Estrogen Reversed PH in Rat Study, Offering Clues to Disease Mechanisms
The female sex hormone estrogen may prevent disease progression of pulmonary hypertension — at least if results in rats can be translated to human patients.
Researchers at the University of California, Los Angeles (UCLA) showed that estrogen reversed progression from pulmonary hypertension (PH) to right heart failure, and restored lung and heart structure and function in a rat model of the condition.
The findings, published in the American Journal of Respiratory and Critical Care Medicine in a study titled “Estrogen Rescues Pre-existing Severe Pulmonary Hypertension in Rats,” suggest that the hormone’s benefits on the diseased rats were mediated mainly through the estrogen receptor beta.
“Unfortunately, up until now, there hasn’t been an ideal pharmacological therapy to treat advanced pulmonary hypertension,” Mansoureh Eghbali, PhD, an assistant professor of anesthesiology at the David Geffen School of Medicine at UCLA, and senior study author, said in a press release.
“We hope that this early study may offer insight into new therapies,” he added.
Eghbali, who has been studying the role of sex and estrogen in cardiovascular diseases, decided to take a look at the female sex hormone in male rats that were in advanced stages of pulmonary hypertension.
Giving the rats low doses of the hormone for 10 days prevented the animals from developing heart failure. Right heart failure results when the right side of the heart becomes dilated as it constantly pumps blood against the increased pressure in the lung artery.
Other disease aspects — such as systolic blood pressure and the amount of blood pumped from the heart to the lungs in each heartbeat, called ejection fraction — also improved. Meanwhile, abnormally high lung weight, a sign of fibrosis, became normal, and estrogen restored the loss of blood vessels in the lungs and right ventricle of the heart.
While many aspects improved after this short treatment course, researchers continued monitoring the animals for another 12 days. To their astonishment, improvements had continued during this time — systolic blood pressure and ejection fraction were back to normal.
“We were surprised to find this continued benefit, even after we stopped the estrogen treatment,” said Soban Umar, first author of the study and a researcher in Eghbali’s lab. “These findings suggest that even short-term estrogen therapy may suffice to reverse the disease.”
Researchers also noted that all rats treated with estrogen survived throughout the 42-day study. In contrast, only 25 percent of untreated rats (control group) were still alive in the same time period.
But the research team did not settle there. They also wanted to know more about the mechanisms through which the hormone controlled the disease.
The team noted that the hormone treatment prevented the presence of high numbers of inflammatory cells and reduced the activity in pro-inflammatory genes. Importantly, they could conclude that the effects were mediated mainly by one estrogen receptor, called estrogen receptor beta.
“Estrogen appears to work through an interplay of several factors, including suppression of lung inflammation and fibrosis, as well as reversal of ventricle enlargement,” Eghbali said. “We may be able to utilize estrogen receptor beta in the development of future therapies to stimulate estrogen activity to treat pulmonary hypertension.”

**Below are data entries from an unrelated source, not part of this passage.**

use chrono::{NaiveDate, NaiveDateTime};
use lexmetrics_core::config::AnalyticsConfig;
use lexmetrics_core::dataset::Dataset;
use lexmetrics_core::model::{Event, Firm, User};
use lexmetrics_core::performance::event_performance;
use lexmetrics_core::types::{Grain, Metric};

// ── Helpers ──────────────────────────────────────────────────────────────────

fn dt(y: i32, m: u32, d: u32, h: u32) -> NaiveDateTime {
    NaiveDate::from_ymd_opt(y, m, d)
        .unwrap()
        .and_hms_opt(h, 0, 0)
        .unwrap()
}

fn user(id: &str, created: NaiveDateTime, title: &str) -> User {
    User {
        user_id: id.into(),
        user_created_date: created,
        user_title: title.into(),
    }
}

fn firm(id: &str, size: i64, arr: f64) -> Firm {
    Firm {
        firm_id: id.into(),
        firm_created_date: dt(2024, 1, 1, 0),
        firm_size: size,
        arr_in_thousands: arr,
    }
}

fn event(
    id: u64,
    user_id: &str,
    firm_id: &str,
    event_type: &str,
    at: NaiveDateTime,
    docs: i64,
    feedback: Option<i64>,
) -> Event {
    Event {
        event_id: id,
        user_id: user_id.into(),
        firm_id: firm_id.into(),
        event_type: event_type.into(),
        event_created_at: at,
        num_docs: docs,
        feedback_score: feedback,
    }
}

fn small_dataset() -> Dataset {
    let users = vec![
        user("u1", dt(2025, 1, 1, 0), "Associate"),
        user("u2", dt(2025, 1, 1, 0), "Partner"),
    ];
    let firms = vec![firm("f1", 150, 250.0), firm("f2", 600, 900.0)];
    let events = vec![
        event(0, "u1", "f1", "ASSISTANT", dt(2025, 1, 6, 9), 12, Some(5)),
        event(1, "u1", "f1", "ASSISTANT", dt(2025, 1, 6, 14), 3, Some(3)),
        event(2, "u2", "f2", "VAULT", dt(2025, 1, 6, 10), 8, None),
        event(3, "u1", "f1", "ASSISTANT", dt(2025, 1, 7, 9), 20, Some(4)),
        event(4, "u2", "f2", "VAULT", dt(2025, 2, 3, 9), 1, Some(2)),
    ];
    Dataset::new(users, firms, events)
}

// ── Count preservation ───────────────────────────────────────────────────────

/// Summing per-group event counts across all groups of one grain gives
/// back the total input event count, for every grain.
#[test]
fn per_grain_counts_sum_to_total() {
    let data = small_dataset();
    let perf = event_performance(&data, &AnalyticsConfig::default());
    let total = data.events().len() as u64;

    let daily: u64 = perf.daily.iter().map(|r| r.total_events).sum();
    let weekly: u64 = perf.weekly.iter().map(|r| r.total_events).sum();
    let monthly: u64 = perf.monthly.iter().map(|r| r.total_events).sum();

    assert_eq!(daily, total);
    assert_eq!(weekly, total);
    assert_eq!(monthly, total);
}

// ── Grain column discipline ──────────────────────────────────────────────────

/// Per-user ratios exist for daily and monthly rows; weekly rows carry
/// the explicit not-applicable sentinel instead. The growth column is
/// the weekly grain's alone.
#[test]
fn combined_table_per_grain_columns() {
    let data = small_dataset();
    let perf = event_performance(&data, &AnalyticsConfig::default());
    assert!(!perf.combined.is_empty());

    for row in &perf.combined {
        match row.time_grain {
            Grain::Daily => {
                assert!(row.documents_per_user.value().is_some());
                assert!(row.events_per_user.value().is_some());
                assert_eq!(row.week_over_week_growth_pct, Some(Metric::NotApplicable));
                assert!(row.satisfaction_performance.is_none());
                assert!(row.volume_performance.is_none());
            }
            Grain::Weekly => {
                assert!(row.documents_per_user.is_na());
                assert!(row.events_per_user.is_na());
                assert!(row.user_segment.is_none());
                assert_ne!(row.week_over_week_growth_pct, Some(Metric::NotApplicable));
            }
            Grain::Monthly => {
                assert!(row.documents_per_user.value().is_some());
                assert!(row.events_per_user.value().is_some());
                assert_eq!(row.week_over_week_growth_pct, Some(Metric::NotApplicable));
                assert!(row.satisfaction_performance.is_some());
                assert!(row.volume_performance.is_some());
            }
        }
    }
}

/// Combined rows are ordered daily → weekly → monthly.
#[test]
fn combined_table_grain_order() {
    let data = small_dataset();
    let perf = event_performance(&data, &AnalyticsConfig::default());

    let grains: Vec<Grain> = perf.combined.iter().map(|r| r.time_grain).collect();
    let mut sorted = grains.clone();
    sorted.sort();
    assert_eq!(grains, sorted);
    assert_eq!(
        perf.combined.len(),
        perf.daily.len() + perf.weekly.len() + perf.monthly.len()
    );
}

// ── Week-over-week growth ────────────────────────────────────────────────────

/// 10 events one week, 15 the next: +50%. The first observation of a
/// series has no growth value.
#[test]
fn week_over_week_growth_against_previous_observed_week() {
    let users = vec![user("u1", dt(2025, 1, 1, 0), "Associate")];
    let firms = vec![firm("f1", 150, 250.0)];
    let mut events = Vec::new();
    // ISO week 2025-W02: 10 events.
    for i in 0..10 {
        events.push(event(i, "u1", "f1", "ASSISTANT", dt(2025, 1, 6, i as u32), 1, None));
    }
    // ISO week 2025-W03: 15 events.
    for i in 0..15 {
        events.push(event(10 + i, "u1", "f1", "ASSISTANT", dt(2025, 1, 13, i as u32), 1, None));
    }
    // Gap, then ISO week 2025-W05: 30 events. Growth compares against
    // W03, the previous observed week; gaps are not zero-filled.
    for i in 0..23 {
        events.push(event(25 + i, "u1", "f1", "ASSISTANT", dt(2025, 1, 27, i as u32), 1, None));
    }
    for i in 0..7 {
        events.push(event(48 + i, "u1", "f1", "ASSISTANT", dt(2025, 1, 28, i as u32), 1, None));
    }

    let data = Dataset::new(users, firms, events);
    let perf = event_performance(&data, &AnalyticsConfig::default());

    assert_eq!(perf.weekly.len(), 3);
    assert_eq!(perf.weekly[0].total_events, 10);
    assert_eq!(perf.weekly[0].week_over_week_growth_pct, None);
    assert_eq!(perf.weekly[1].total_events, 15);
    assert_eq!(perf.weekly[1].week_over_week_growth_pct, Some(50.0));
    assert_eq!(perf.weekly[2].total_events, 30);
    assert_eq!(perf.weekly[2].week_over_week_growth_pct, Some(100.0));
}

/// Growth series are keyed by (event_type, user_title); a different
/// event type in between does not feed another series' growth.
#[test]
fn growth_series_are_independent() {
    let users = vec![user("u1", dt(2025, 1, 1, 0), "Associate")];
    let firms = vec![firm("f1", 150, 250.0)];
    let events = vec![
        event(0, "u1", "f1", "ASSISTANT", dt(2025, 1, 6, 9), 1, None),
        event(1, "u1", "f1", "VAULT", dt(2025, 1, 13, 9), 1, None),
        event(2, "u1", "f1", "VAULT", dt(2025, 1, 13, 10), 1, None),
    ];

    let data = Dataset::new(users, firms, events);
    let perf = event_performance(&data, &AnalyticsConfig::default());

    for row in &perf.weekly {
        assert_eq!(
            row.week_over_week_growth_pct, None,
            "single-week series must not have growth: {} {:?}",
            row.event_type, row.event_week
        );
    }
}

// ── Empty input ──────────────────────────────────────────────────────────────

/// Zero events is not an error: zero groups per grain and an empty,
/// well-formed combined table.
#[test]
fn empty_event_set_yields_zero_rows() {
    let data = Dataset::new(
        vec![user("u1", dt(2025, 1, 1, 0), "Associate")],
        vec![firm("f1", 150, 250.0)],
        Vec::new(),
    );
    let perf = event_performance(&data, &AnalyticsConfig::default());

    assert!(perf.daily.is_empty());
    assert!(perf.weekly.is_empty());
    assert!(perf.monthly.is_empty());
    assert!(perf.combined.is_empty());
}

// ── Missing references ───────────────────────────────────────────────────────

/// An event whose user_id matches nothing still aggregates, with
/// absent user attributes, never a fault.
#[test]
fn dangling_user_reference_is_tolerated() {
    let data = Dataset::new(
        vec![user("u1", dt(2025, 1, 1, 0), "Associate")],
        vec![firm("f1", 150, 250.0)],
        vec![
            event(0, "u1", "f1", "ASSISTANT", dt(2025, 1, 6, 9), 5, Some(4)),
            event(1, "ghost", "f9", "ASSISTANT", dt(2025, 1, 6, 9), 5, Some(4)),
        ],
    );
    let perf = event_performance(&data, &AnalyticsConfig::default());

    let total: u64 = perf.daily.iter().map(|r| r.total_events).sum();
    assert_eq!(total, 2);

    let ghost_row = perf
        .daily
        .iter()
        .find(|r| r.user_title.is_none())
        .expect("dangling-user group present");
    assert!(ghost_row.user_segment.is_none());
    assert_eq!(ghost_row.total_events, 1);
}

// ── Aggregate arithmetic ─────────────────────────────────────────────────────

#[test]
fn group_aggregates_and_rates() {
    let data = small_dataset();
    let config = AnalyticsConfig::default();
    let perf = event_performance(&data, &config);

    // Monthly 2025-01 ASSISTANT/Associate/NewUser: events 0, 1, 3.
    let row = perf
        .monthly
        .iter()
        .find(|r| r.event_type == "ASSISTANT" && r.event_month.month == 1)
        .expect("assistant january row");
    assert_eq!(row.total_events, 3);
    assert_eq!(row.unique_users, 1);
    assert_eq!(row.unique_firms, 1);
    assert_eq!(row.total_documents_processed, 35);
    assert_eq!(row.avg_satisfaction_score, Some(4.0));
    // Scores 5 and 4 clear the high-satisfaction bar; 3 does not.
    assert_eq!(row.high_satisfaction_events, 2);
    assert_eq!(row.satisfaction_rate_pct, 66.67);
    // Docs 12 and 20 clear the high-volume bar; 3 does not.
    assert_eq!(row.high_volume_events, 2);
    assert_eq!(row.high_volume_rate_pct, 66.67);
    assert_eq!(row.events_per_user, Metric::Value(3.0));
    assert_eq!(row.documents_per_user, Metric::Value(35.0));
}

/// A group whose only events carry no feedback has an absent average,
/// not zero.
#[test]
fn group_without_feedback_has_absent_average() {
    let data = small_dataset();
    let perf = event_performance(&data, &AnalyticsConfig::default());

    let row = perf
        .monthly
        .iter()
        .find(|r| r.event_type == "VAULT" && r.event_month.month == 1)
        .expect("vault january row");
    assert_eq!(row.avg_satisfaction_score, None);
    assert_eq!(row.high_satisfaction_events, 0);
    assert_eq!(row.satisfaction_rate_pct, 0.0);
}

The beta form, compared to estrogen receptor alpha, is less involved in the hormone’s effects on breasts and the uterus, researchers said.
Since pulmonary hypertension often affects young women — who should have enough female sex hormones to protect them from the disease — the team believes that these women might have a genetic flaw that interrupts normal estrogen signaling.
The research team will now focus on identifying potential genetic mutations that could be involved in the disease.